Minimising Positioning Costs: Aircraft Base Selection
The most effective way to minimise positioning costs is to select an aircraft based near the departure airport. FFGR Jets' sourcing process always begins with operator proximity: if a client wants to depart from Nice, FFGR Jets queries its operator network for aircraft available in Nice or Cannes before considering Paris or Geneva as the nearest alternative base. A Challenger 350 based at Nice Côte d'Azur Airport incurs zero positioning cost for a Nice departure; the same aircraft based in Paris incurs the Paris-Nice positioning sector (approximately 75 minutes) in the client's cost.

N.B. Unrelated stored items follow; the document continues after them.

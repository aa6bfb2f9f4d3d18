use rust_decimal::Decimal;
use serde::{Deserialize, Serialize};

/// A parcel as reported by the property-records service.
///
/// Records are read-only and live only for one lookup/render cycle.
/// Lookup backends are responsible for coercing the service's loosely
/// typed attributes into this shape, and for refusing features that do
/// not carry an `id` and `full_address`.
#[derive(Debug, Clone, PartialEq, Eq, Serialize, Deserialize)]
pub struct PropertyRecord {
    /// County parcel identifier.
    pub id: String,
    pub full_address: String,
    /// Assessed (just) value, when the service reports one.
    pub assessed_value: Option<Decimal>,
    /// Taxable value after exemptions. Zero when the service omits it.
    pub taxable_value: Decimal,
    /// Total exemptions applied to the parcel.
    pub exemptions: Option<Decimal>,
    /// Homestead flag as reported (e.g. `"Y"`/`"N"`).
    pub homestead: Option<String>,
    /// Link to the property appraiser's detail page.
    pub hyperlink: Option<String>,
}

For clients with regular routings, FFGR Jets can structure preferred operator agreements where an aircraft is based in the client's primary departure city (effectively on retainer) for a fixed monthly fee that is credited against charter costs. This "home-based aircraft" model eliminates positioning costs entirely for the client's most frequent departure point and is economically rational for clients who fly 80+ hours annually from a consistent base airport.
Using Positioning as an Empty Leg Opportunity
The inverse of a positioning cost is a positioning opportunity: when an aircraft must reposition from a drop-off to its next charter origination, the operator sometimes makes that repositioning sector available as an empty leg at a significant discount (typically 30-70% below the standard charter rate). Empty legs arise most frequently when aircraft are positioned out of high-demand delivery points (Nice after the Monaco Grand Prix, Geneva after Davos, Dubai after Gulf season) to return to their base or to meet another charter.
FFGR Jets maintains a real-time empty leg inventory from its operator network and alerts clients with matching route requirements when relevant empty legs become available. The limitation of empty leg travel is schedule inflexibility: the aircraft must depart on the operator's repositioning timeline, not the client's preferred departure time, and the sector is fixed (the drop-off point and the next charter origination are both fixed). For flexible clients whose schedule can accommodate the operator's timing, empty legs represent the best value in private aviation — the quality of the aircraft is identical to a full-rate charter.
Round-Trip Positioning: When It Makes Sense
For clients making a single-day or overnight trip, the aircraft typically waits at the destination rather than returning to base — called "waiting on the ground." The operator charges an aircraft-on-ground (AOG) fee for the wait: this includes crew hotel and per diems, and typically ranges from €500-1,500 per day for a midsize jet, €1,500-3,000 for a heavy jet. For short waits (same-day return, overnight), AOG is always cheaper than two positioning flights.
For extended stays (3+ nights), the economics shift: operators may prefer to reposition the aircraft to a base rather than paying the accumulating AOG cost, and the client incurs inbound and outbound positioning fees rather than the AOG. FFGR Jets analyses the optimal structure for each trip: the tipping point between AOG and positioning depends on the sector length, the AOG daily rate, and the availability of the aircraft for other charters during the client's stay. A transparent analysis is provided in every FFGR Jets quote for extended-stay programmes.